Well, the function name says clearly: get_art_ns_now(). But you are not
using ART, you use the TSC and derive the ART value from it (incorrectly).

Thanks,

	tglx
Felipe Balbi Oct. 1, 2019, 10:24 a.m. UTC | #4
Hi,

(sorry for the long delay, got caught up in other tasks)

Thomas Gleixner <tglx@linutronix.de> writes:
> On Thu, 15 Aug 2019, Felipe Balbi wrote:
>> Thomas Gleixner <tglx@linutronix.de> writes:
>> > On Tue, 16 Jul 2019, Felipe Balbi wrote:
>> >
>> > So some information what those interfaces are used for and why they are
>> > needed would be really helpful.
>> 
>> Okay, I have some more details about this. The TGPIO device itself uses
>> ART since TSC is not directly available to anything other than the
>> CPU. The 'problem' here is that reading ART incurs extra latency which
>> we would like to avoid. Therefore, we use TSC and scale it to
>> nanoseconds which, would be the same as ART to ns.
>
> Fine. But that's not really correct:
>
>       TSC = art_to_tsc_offset + ART * scale;

From silicon folks I got the equation:

ART = ECX * EBX / EAX;

If I'm reading this correctly, that's basically what
native_calibrate_tsc() does (together with some error checking the safe
defaults). Couldn't we, instead, just have a single function like below?
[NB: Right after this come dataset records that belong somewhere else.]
use chrono::{DateTime, Utc};
use serde::{Deserialize, Serialize};
use std::fmt;
use uuid::Uuid;

use crate::enums::{OrderStatus, ProductCategory};
use crate::shared::money::{format_amount, parse_decimal};

// ============================================================================
// ID Type
// ============================================================================

/// Unique identifier of a customer order
#[derive(Debug, Clone, Copy, PartialEq, Eq, Hash, Serialize, Deserialize)]
pub struct OrderId(pub Uuid);

impl OrderId {
    pub fn new(value: Uuid) -> Self {
        Self(value)
    }

    pub fn new_v4() -> Self {
        Self(Uuid::new_v4())
    }

    pub fn value(&self) -> Uuid {
        self.0
    }

    pub fn as_string(&self) -> String {
        self.0.to_string()
    }
}

// ============================================================================
// Aggregate
// ============================================================================

/// One line of an order. Owned exclusively by its order; product fields are
/// a snapshot taken at order time.
#[derive(Debug, Clone, Serialize, Deserialize)]
pub struct OrderItem {
    pub id: String,
    pub product: ProductRefSnapshot,
    pub quantity: u32,
    pub unit_price: String,
    pub total_price: String,
}

/// Product identity captured when the item was added
#[derive(Debug, Clone, Serialize, Deserialize)]
pub struct ProductRefSnapshot {
    pub id: String,
    pub name: String,
    pub category: ProductCategory,
}

impl OrderItem {
    pub fn new(
        product_id: String,
        product_name: String,
        product_category: ProductCategory,
        quantity: u32,
        unit_price: String,
    ) -> Self {
        let total = parse_decimal(&unit_price).unwrap_or(0.0) * quantity as f64;
        Self {
            id: Uuid::new_v4().to_string(),
            product: ProductRefSnapshot {
                id: product_id,
                name: product_name,
                category: product_category,
            },
            quantity,
            unit_price,
            total_price: format_amount(total),
        }
    }
}

/// Customer order with derived totals.
///
/// `items_count` and `total_amount` are recomputed whenever items change;
/// they are never accepted from a form.
#[derive(Debug, Clone, Serialize, Deserialize)]
pub struct Order {
    pub id: OrderId,
    pub order_number: String,
    pub customer_name: String,
    pub customer_email: String,
    #[serde(default)]
    pub customer_phone: String,
    pub customer_address: String,
    pub status: OrderStatus,
    pub total_amount: String,
    #[serde(default)]
    pub notes: String,
    pub items: Vec<OrderItem>,
    pub items_count: usize,
    pub created_at: DateTime<Utc>,
    pub updated_at: DateTime<Utc>,
}

/// Attempted status change that the state machine forbids
#[derive(Debug, Clone, Copy, PartialEq, Eq)]
pub enum StatusTransitionError {
    /// Current status is terminal, nothing may follow it
    Terminal(OrderStatus),
}

impl fmt::Display for StatusTransitionError {
    fn fmt(&self, f: &mut fmt::Formatter<'_>) -> fmt::Result {
        match self {
            StatusTransitionError::Terminal(status) => {
                write!(f, "Order is {} and can no longer change status", status)
            }
        }
    }
}

impl Order {
    /// Recompute the derived fields from the current item list
    pub fn recalculate(&mut self) {
        self.items_count = self.items.len();
        let total: f64 = self
            .items
            .iter()
            .map(|item| parse_decimal(&item.total_price).unwrap_or(0.0))
            .sum();
        self.total_amount = format_amount(total);
    }

    /// Apply an operator-selected status. Same-value selection is accepted
    /// and leaves the order untouched.
    pub fn transition_to(&mut self, next: OrderStatus) -> Result<(), StatusTransitionError> {
        if self.status == next {
            return Ok(());
        }
        if !self.status.can_transition_to(next) {
            return Err(StatusTransitionError::Terminal(self.status));
        }
        self.status = next;
        self.updated_at = Utc::now();
        Ok(())
    }

    /// Orders may only be deleted while still pending
    pub fn can_delete(&self) -> bool {
        self.status == OrderStatus::Pending
    }

    /// Case-insensitive substring match over order number, customer name
    /// and customer email
    pub fn matches_search(&self, search: &str) -> bool {
        if search.is_empty() {
            return true;
        }
        let needle = search.to_lowercase();
        self.order_number.to_lowercase().contains(&needle)
            || self.customer_name.to_lowercase().contains(&needle)
            || self.customer_email.to_lowercase().contains(&needle)
    }
}

/// Synthesize an order number: `ORD-<YYYYMMDD>-<NNNN>` with NNNN in
/// [1000, 9999]. The suffix is taken from fresh UUID randomness; uniqueness
/// is best-effort on the client, the server may reassign.
pub fn generate_order_number(now: DateTime<Utc>) -> String {
    let date = now.format("%Y%m%d");
    let bytes = Uuid::new_v4().into_bytes();
    let raw = u16::from_be_bytes([bytes[0], bytes[1]]);
    let suffix = 1000 + (raw % 9000);
    format!("ORD-{}-{}", date, suffix)
}

// ============================================================================
// List statistics
// ============================================================================

/// Per-status counts and revenue over a loaded order list
#[derive(Debug, Clone, Default, PartialEq)]
pub struct OrderStats {
    pub total_orders: usize,
    pub pending: usize,
    pub delivered: usize,
    pub cancelled: usize,
    pub total_revenue: f64,
}

impl OrderStats {
    pub fn from_orders(orders: &[Order]) -> Self {
        let mut stats = OrderStats {
            total_orders: orders.len(),
            ..OrderStats::default()
        };
        for order in orders {
            match order.status {
                OrderStatus::Pending => stats.pending += 1,
                OrderStatus::Delivered => stats.delivered += 1,
                OrderStatus::Cancelled => stats.cancelled += 1,
                _ => {}
            }
            stats.total_revenue += parse_decimal(&order.total_amount).unwrap_or(0.0);
        }
        stats
    }
}

#[cfg(test)]
mod tests {
    use super::*;
    use chrono::TimeZone;

    fn order_with_items(items: Vec<OrderItem>) -> Order {
        let mut order = Order {
            id: OrderId::new_v4(),
            order_number: generate_order_number(Utc::now()),
            customer_name: "John Doe".to_string(),
            customer_email: "john@example.com".to_string(),
            customer_phone: String::new(),
            customer_address: "123 Main St".to_string(),
            status: OrderStatus::Pending,
            total_amount: "0.00".to_string(),
            notes: String::new(),
            items,
            items_count: 0,
            created_at: Utc::now(),
            updated_at: Utc::now(),
        };
        order.recalculate();
        order
    }

    #[test]
    fn test_item_total_is_quantity_times_unit_price() {
        let item = OrderItem::new(
            "prod-a".to_string(),
            "Widget".to_string(),
            ProductCategory::Other,
            2,
            "10.00".to_string(),
        );
        assert_eq!(item.total_price, "20.00");
    }

    #[test]
    fn test_derived_fields_follow_items() {
        let order = order_with_items(vec![OrderItem::new(
            "prod-a".to_string(),
            "Widget".to_string(),
            ProductCategory::Other,
            2,
            "10.00".to_string(),
        )]);
        assert_eq!(order.items_count, 1);
        assert_eq!(order.total_amount, "20.00");

        let order = order_with_items(vec![
            OrderItem::new(
                "prod-a".to_string(),
                "Widget".to_string(),
                ProductCategory::Other,
                3,
                "29.99".to_string(),
            ),
            OrderItem::new(
                "prod-b".to_string(),
                "Gadget".to_string(),
                ProductCategory::Electronics,
                1,
                "149.99".to_string(),
            ),
        ]);
        assert_eq!(order.items_count, 2);
        assert_eq!(order.total_amount, "239.96");
    }

    #[test]
    fn test_transition_blocked_from_terminal() {
        let mut order = order_with_items(vec![]);
        order.transition_to(OrderStatus::Delivered).unwrap();
        let err = order.transition_to(OrderStatus::Pending).unwrap_err();
        assert_eq!(err, StatusTransitionError::Terminal(OrderStatus::Delivered));
        // The rejected selection leaves the stored status untouched
        assert_eq!(order.status, OrderStatus::Delivered);
        // Same-value re-selection stays a no-op
        assert!(order.transition_to(OrderStatus::Delivered).is_ok());
    }

    #[test]
    fn test_skip_ahead_transition_allowed() {
        let mut order = order_with_items(vec![]);
        assert!(order.transition_to(OrderStatus::Shipped).is_ok());
        assert!(order.transition_to(OrderStatus::Cancelled).is_ok());
    }

    #[test]
    fn test_delete_only_while_pending() {
        let mut order = order_with_items(vec![]);
        assert!(order.can_delete());
        order.transition_to(OrderStatus::Shipped).unwrap();
        assert!(!order.can_delete());
    }

    #[test]
    fn test_order_number_format() {
        let now = Utc.with_ymd_and_hms(2025, 8, 17, 12, 0, 0).unwrap();
        for _ in 0..50 {
            let number = generate_order_number(now);
            let parts: Vec<&str> = number.split('-').collect();
            assert_eq!(parts.len(), 3);
            assert_eq!(parts[0], "ORD");
            assert_eq!(parts[1], "20250817");
            let suffix: u16 = parts[2].parse().unwrap();
            assert!((1000..=9999).contains(&suffix), "suffix {}", suffix);
        }
    }

    #[test]
    fn test_search_is_case_insensitive() {
        let mut order = order_with_items(vec![]);
        order.order_number = "ORD-20250817-1001".to_string();
        assert!(order.matches_search("ord-2025"));
        assert!(order.matches_search("JOHN"));
        assert!(order.matches_search("john@example.com"));
        assert!(!order.matches_search("jane"));
    }

    #[test]
    fn test_stats() {
        let mut a = order_with_items(vec![OrderItem::new(
            "p".to_string(),
            "Widget".to_string(),
            ProductCategory::Other,
            1,
            "10.00".to_string(),
        )]);
        let mut b = a.clone();
        a.transition_to(OrderStatus::Delivered).unwrap();
        b.id = OrderId::new_v4();
        let stats = OrderStats::from_orders(&[a, b]);
        assert_eq!(stats.total_orders, 2);
        assert_eq!(stats.delivered, 1);
        assert_eq!(stats.pending, 1);
        assert!((stats.total_revenue - 20.0).abs() < 1e-9);
    }
}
u64 convert_tsc_to_art_ns()
{
	return x86_platform.calibrate_tsc();
}

Another way would be extract the important parts from
native_calibrate_tsc() into a separate helper. This would safe another
call to cpuid(0x15,...);

>> >> +void get_tsc_ns(struct system_counterval_t *tsc_counterval, u64 *tsc_ns)
>
> Why is this not returning the result instead of having that pointer
> indirection?

That can be changed easily, no worries.

>> >> +{
>> >> +	u64 tmp, res, rem;
>> >> +	u64 cycles;
>> >> +
>> >> +	tsc_counterval->cycles = clocksource_tsc.read(NULL);
>> >> +	cycles = tsc_counterval->cycles;
>> >> +	tsc_counterval->cs = art_related_clocksource;
>
> So this does more than returning the TSC time converted to nanoseconds. The
> function name should reflect this. Plus both functions want kernel-doc
> explaining what they do.

convert_tsc_to_art_ns()? That would be analogous to convert_art_to_tsc()
and convert_art_ns_to_tsc().

cheers
Thomas Gleixner Oct. 17, 2019, 11:15 a.m. UTC | #5
Hi,

On Tue, 1 Oct 2019, Felipe Balbi wrote:
> (sorry for the long delay, got caught up in other tasks)

Delayed by vacation :)

> Thomas Gleixner <tglx@linutronix.de> writes:
> > On Thu, 15 Aug 2019, Felipe Balbi wrote:
> >> Thomas Gleixner <tglx@linutronix.de> writes:
> >> > On Tue, 16 Jul 2019, Felipe Balbi wrote:
> >> >
> >> > So some information what those interfaces are used for and why they are
> >> > needed would be really helpful.
> >> 
> >> Okay, I have some more details about this. The TGPIO device itself uses
> >> ART since TSC is not directly available to anything other than the
> >> CPU. The 'problem' here is that reading ART incurs extra latency which
> >> we would like to avoid. Therefore, we use TSC and scale it to
> >> nanoseconds which, would be the same as ART to ns.
> >
> > Fine. But that's not really correct:
> >
> >       TSC = art_to_tsc_offset + ART * scale;
> 
> From silicon folks I got the equation:
> 
> ART = ECX * EBX / EAX;

What is the content of ECX/EBX/EAX and where is it coming from?
 
> If I'm reading this correctly, that's basically what
> native_calibrate_tsc() does (together with some error checking the safe
> defaults). Couldn't we, instead, just have a single function like below?
> 
> u64 convert_tsc_to_art_ns()
> {
> 	return x86_platform.calibrate_tsc();
> }

Huch? How is that supposed to work? calibrate_tsc() returns the TSC
frequency.

> Another way would be extract the important parts from
> native_calibrate_tsc() into a separate helper. This would safe another
> call to cpuid(0x15,...);

What for?

The relation between TSC and ART is already established via detect_art()
which reads all relevant data out of CPUID(ART_CPUID_LEAF).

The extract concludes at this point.